In terms of innovation, what are the emerging technologies?

For the moment, cyber assurance is really at the head of the group. Startups also propose a lot of services that apply to the blockchain, artificial intelligence or even deep learning. Above all else, it’s a situation in which innovations are linked to behavioral analysis of users or systems created in order to identify potential bugs. Our biggest challenge today in protecting a company’s network is simply knowing the standard level of security in order to find anomalies and react in time. A number of startups are positioning themselves to tackle this problem but are often still doing so manually. We can already do this type of analysis, as we have the necessary indicators and skills to find the problems, but we need a lot of data to so quickly.

At SECURITYMADEIN.LU, we are positioning ourselves to better treat the exchange of information, as we do not analyze the same data in Luxembourg, Singapore, and Hong Kong. We have to refocus our efforts again so they’re more in line with international exchange with other competent organizations in each country. The MISP platform, for example, allows each organization to analyze incidents and then put those indicators in the database so that others can use them to detect local threats. This is what we call “track intelligence sharing.” Here again, there are startups looking towards this kind of cooperation and offer services in big data and deep learning technology.

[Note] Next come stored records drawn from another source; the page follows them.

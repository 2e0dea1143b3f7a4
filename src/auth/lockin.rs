use axum::{debug_handler, extract::{Path, Query, State}, response::{IntoResponse, Redirect}};
use oauth2::{AuthorizationCode, CsrfToken, PkceCodeVerifier, TokenResponse};
use serde::Deserialize;
use sqlx::SqlitePool;
use tower_sessions::Session;

use crate::{session::{ACCOUNT_ID, CSRF_STATE, PKCE_VERIFIER, RETURN_URL}, AppError, AppResult, AppState};

use super::{clients::{self, ClientProvider}, create_account, password, register::account_by_email, Clients, NewAccount};

#[derive(Deserialize)]
pub(crate) struct LockinQuery {
    pub(crate) state: Option<String>,
    pub(crate) code: Option<String>,
}

/// OAuth callback: finish the code exchange, then find or create the
/// matching account by provider email.
#[debug_handler(state = AppState)]
pub(crate) async fn lockin(
    Path(provider): Path<ClientProvider>,
    Query(LockinQuery { state, code }): Query<LockinQuery>,
    State(db_pool): State<SqlitePool>,
    State(clients): State<Clients>,
    session: Session,
) -> AppResult<impl IntoResponse> {
    let state = CsrfToken::new(state.ok_or_else(|| AppError::authentication("OAuth: missing state"))?);
    let code = AuthorizationCode::new(code.ok_or_else(|| AppError::authentication("OAuth: missing code"))?);

    let Some(stored_state) = session.get::<String>(CSRF_STATE).await? else {
        return Err(AppError::authentication("OAuth: no stored csrf state"));
    };

    if state.secret().as_str() != stored_state.as_str() {
        return Err(AppError::authentication("OAuth: csrf state mismatch"));
    }

    let Some(pkce_verifier) = session.get::<String>(PKCE_VERIFIER).await? else {
        return Err(AppError::authentication("OAuth: no pkce verifier"));
    };

    let client = clients.get_client(provider)?;
    let http_client = reqwest::ClientBuilder::new()
        .redirect(reqwest::redirect::Policy::none())
        .build()?;
    let token_result = client
        .exchange_code(code)
        .set_pkce_verifier(PkceCodeVerifier::new(pkce_verifier))
        .request_async(&http_client)
        .await
        .map_err(|err| AppError::authentication(format!("OAuth: code exchange failed: {err}")))?;

    let identity =
        clients::fetch_identity(&http_client, provider, token_result.access_token().secret()).await?;

    let email = identity.email.to_lowercase();
    let name = identity
        .name
        .clone()
        .unwrap_or_else(|| email.split('@').next().unwrap_or_default().to_owned());

    let account = match account_by_email(&db_pool, &email).await? {
        Some(account) => {
            // Provider-verified email; refresh what the provider knows better.
            sqlx::query("UPDATE accounts SET is_verified = 1, avatar_url = COALESCE(?, avatar_url) WHERE id = ?")
                .bind(&identity.picture)
                .bind(&account.id)
                .execute(&db_pool)
                .await?;
            account
        }
        None => {
            create_account(
                &db_pool,
                NewAccount {
                    email: &email,
                    // Placeholder credential; social accounts sign in via the provider.
                    password_hash: password::hash_password(&random_password())?,
                    name: &name,
                    handle_seed: &name,
                    allow_suffix: true,
                    avatar_url: identity.picture.as_deref(),
                    verified: true,
                    verification_code: None,
                    verification_code_expires: None,
                },
            )
            .await?
        }
    };

    if !account.is_active {
        return Err(AppError::authentication("Account is disabled"));
    }

    session.insert(ACCOUNT_ID, &account.id).await?;
    tracing::info!("{} signed in via {provider}", account.handle);

    let return_url: String = session
        .get(RETURN_URL)
        .await?
        .unwrap_or_else(|| "/".to_owned());

    Ok(Redirect::to(return_url.as_str()))
}

fn random_password() -> String {
    use rand::distr::{Alphanumeric, SampleString};
    Alphanumeric.sample_string(&mut rand::rng(), 32)
}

“By the end of 2019 or 2020, Europe will lack almost 300,000 specialists in cybersecurity. Training, whether initial or continual, or even evaluation of skills, are really hot topics right now.”

Let’s talk now about human resources and skills. What will tomorrow’s jobs look like?

By the end of 2019 or 2020, Europe will lack almost 300,000 specialists in cybersecurity. Training, whether initial or continual, or even evaluation of skills, are really hot topics right now. It’s almost cruel how much we need specialists in the field. In Luxembourg, we don’t feel it as harshly because the job market is doing well, but this is not the case in some of our neighbors’ markets.

Today, every SME or structure of a certain size needs a Mister or Mises “Security!” We need testers, analysts, trainers, and more. We are already seeing the arrival of specific specialized curricula, for example there’s the master’s in management of Information Security at the University of Luxembourg.

Positions in CISO (Chief Information Security Officer) is in very high demand right now. It is similar to the role of a Risk Manager, who, in addition to having managerial skills, must also have technical, legal, and communication skills. A CISO is a real jack of all trades!

Cybersecurity Week is starting in a few days. Why should our readers participate?

There will be 20 events, and we will tackle every hot topic in today’s cybersecurity sector. We set up the week in a simple way: one theme per day. Themes include Threats & Vulnerability, Governance & Risk, Research & Innovation, Privacy & IoT, and of course Hackathon Day. There will be several sector-specific events dedicated to particular markets, such as finance and startups. In sum, there will be a good mix, and that will create an atmosphere capable of demonstrating the diversity of the Luxembourgish ecosystem!